--- START ---
//! Structural delta pass over canonical world JSON.
//!
//! Elements are encoded as patches against the element before them, and each
//! branch timeline the same way (event against previous event). Worlds full
//! of near-identical elements shrink to their differences.

use serde::{Deserialize, Serialize};
use serde_json::{Map, Value};
use std::collections::BTreeMap;

const FORMAT: u32 = 1;

/// Recursive difference between two JSON values.
#[derive(Debug, Clone, PartialEq, Serialize, Deserialize)]
enum Patch {
    #[serde(rename = "s")]
    Same,
    #[serde(rename = "=")]
    Replace(Value),
    /// Changed keys, then removed keys.
    #[serde(rename = "~")]
    Merge(BTreeMap<String, Patch>, Vec<String>),
}

#[derive(Debug, Serialize, Deserialize)]
struct DeltaDocument {
    #[serde(rename = "f")]
    format: u32,
    /// The document with `elements` and every branch `timeline` removed.
    #[serde(rename = "b")]
    base: Value,
    #[serde(rename = "e")]
    elements: Option<Vec<Patch>>,
    /// One entry per branch in `base`, `None` where the branch had no timeline.
    #[serde(rename = "t")]
    timelines: Vec<Option<Vec<Patch>>>,
}

pub(crate) fn encode(input: &[u8]) -> Result<Vec<u8>, String> {
    let mut root: Value = serde_json::from_slice(input).map_err(|e| e.to_string())?;

    let (elements, timelines) = match root.as_object_mut() {
        Some(object) => {
            let elements = object
                .remove("elements")
                .map(|value| take_array(value).map(|items| diff_chain(&items)))
                .transpose()?;
            let timelines = match object.get_mut("branches").and_then(Value::as_array_mut) {
                Some(branches) => branches
                    .iter_mut()
                    .map(|branch| {
                        branch
                            .as_object_mut()
                            .and_then(|b| b.remove("timeline"))
                            .map(|value| take_array(value).map(|items| diff_chain(&items)))
                            .transpose()
                    })
                    .collect::<Result<Vec<_>, _>>()?,
                None => Vec::new(),
            };
            (elements, timelines)
        }
        None => (None, Vec::new()),
    };

    let document = DeltaDocument {
        format: FORMAT,
        base: root,
        elements,
        timelines,
    };
    serde_json::to_vec(&document).map_err(|e| e.to_string())
}

pub(crate) fn decode(input: &[u8]) -> Result<Vec<u8>, String> {
    let document: DeltaDocument =
        serde_json::from_slice(input).map_err(|e| format!("not a delta document: {e}"))?;
    if document.format != FORMAT {
        return Err(format!("unknown delta format {}", document.format));
    }

    let mut root = document.base;
    if let Some(patches) = document.elements {
        let object = root
            .as_object_mut()
            .ok_or("delta base is not an object")?;
        object.insert("elements".into(), Value::Array(apply_chain(&patches)?));
    }

    if !document.timelines.is_empty() {
        let branches = root
            .get_mut("branches")
            .and_then(Value::as_array_mut)
            .ok_or("timelines present without branches")?;
        if branches.len() != document.timelines.len() {
            return Err(format!(
                "{} timelines for {} branches",
                document.timelines.len(),
                branches.len()
            ));
        }
        for (branch, timeline) in branches.iter_mut().zip(document.timelines) {
            let Some(patches) = timeline else { continue };
            let branch = branch
                .as_object_mut()
                .ok_or("branch entry is not an object")?;
            branch.insert("timeline".into(), Value::Array(apply_chain(&patches)?));
        }
    }

    serde_json::to_vec(&root).map_err(|e| e.to_string())
}

fn take_array(value: Value) -> Result<Vec<Value>, String> {
    match value {
        Value::Array(items) => Ok(items),
        other => Err(format!("expected array, found {other}")),
    }
}

fn diff_chain(items: &[Value]) -> Vec<Patch> {
    let mut previous = &Value::Null;
    items
        .iter()
        .map(|item| {
            let patch = diff(previous, item);
            previous = item;
            patch
        })
        .collect()
}

fn apply_chain(patches: &[Patch]) -> Result<Vec<Value>, String> {
    let mut items: Vec<Value> = Vec::with_capacity(patches.len());
    for patch in patches {
        let previous = items.last().unwrap_or(&Value::Null);
        let next = apply(previous, patch)?;
        items.push(next);
    }
    Ok(items)
}

fn diff(from: &Value, to: &Value) -> Patch {
    if from == to {
        return Patch::Same;
    }
    let (Value::Object(old), Value::Object(new)) = (from, to) else {
        return Patch::Replace(to.clone());
    };

    let changed = new
        .iter()
        .filter_map(|(key, value)| match old.get(key) {
            Some(previous) if previous == value => None,
            Some(previous) => Some((key.clone(), diff(previous, value))),
            None => Some((key.clone(), Patch::Replace(value.clone()))),
        })
        .collect();
    let removed = old
        .keys()
        .filter(|key| !new.contains_key(*key))
        .cloned()
        .collect();
    Patch::Merge(changed, removed)
}

fn apply(base: &Value, patch: &Patch) -> Result<Value, String> {
    match patch {
        Patch::Same => Ok(base.clone()),
        Patch::Replace(value) => Ok(value.clone()),
        Patch::Merge(changed, removed) => {
            let Value::Object(object) = base else {
                return Err("merge patch against non-object".into());
            };
            let mut merged: Map<String, Value> = object.clone();
            for key in removed {
                merged.remove(key);
            }
            for (key, child) in changed {
                let current = merged.get(key).unwrap_or(&Value::Null);
                let next = apply(current, child)?;
                merged.insert(key.clone(), next);
            }
            Ok(Value::Object(merged))
        }
    }
}

#[cfg(test)]
mod tests {
    use super::*;
    use serde_json::json;

    fn roundtrip(value: &Value) -> Value {
        let input = serde_json::to_vec(value).unwrap();
        let encoded = encode(&input).unwrap();
        let decoded = decode(&encoded).unwrap();
        assert_eq!(decoded, input, "delta decode must be byte-exact on canonical input");
        serde_json::from_slice(&decoded).unwrap()
    }

    #[test]
    fn similar_elements_become_small_patches() {
        let elements: Vec<Value> = (0..30)
            .map(|i| {
                json!({
                    "id": format!("e{i}"),
                    "type": "lamp",
                    "position": [i, 0, 0],
                    "properties": {
                        "lighting": {"intensity": 0.8, "color": "#ffeecc", "radius": 12},
                        "physics": {"mass": 2.5, "friction": 0.4, "static": true},
                        "behavior": {"flicker": false, "schedule": "dusk-to-dawn"}
                    }
                })
            })
            .collect();
        let doc = json!({"metadata": {"id": "w"}, "elements": elements, "branches": []});
        let input = serde_json::to_vec(&doc).unwrap();
        let encoded = encode(&input).unwrap();
        assert!(encoded.len() < input.len() / 2);
        assert_eq!(roundtrip(&doc), doc);
    }

    #[test]
    fn timelines_and_removed_keys_survive() {
        let doc = json!({
            "elements": [
                {"id": "a", "extra": true, "nested": {"x": 1, "y": 2}},
                {"id": "b", "nested": {"x": 1}},
                {"id": "c", "nested": 5}
            ],
            "branches": [
                {"id": "main", "timeline": [{"id": "t1", "action": "add"}, {"id": "t2", "action": "add"}]},
                {"id": "empty"}
            ]
        });
        assert_eq!(roundtrip(&doc), doc);
    }

    #[test]
    fn non_object_roots_pass_through() {
        assert_eq!(roundtrip(&json!([1, 2, 3])), json!([1, 2, 3]));
        assert_eq!(roundtrip(&json!({"branches": "odd"})), json!({"branches": "odd"}));
    }

    #[test]
    fn rejects_garbage() {
        assert!(decode(b"\x28\xb5\x2f\xfd garbage").is_err());
        assert!(decode(br#"{"f":1,"b":[],"e":[{"=":1}],"t":[]}"#).is_err());
        assert!(decode(br#"{"f":1,"b":{},"e":[{"~":[{},[]]}],"t":[]}"#).is_err());
    }
}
--- END ---
**WORK TASK:**
This exercise needs every line of the listing that contains the word "crate".

**RESPONSE FOR THIS EXERCISE:**
pub(crate) fn encode(input: &[u8]) -> Result<Vec<u8>, String> {
pub(crate) fn decode(input: &[u8]) -> Result<Vec<u8>, String> {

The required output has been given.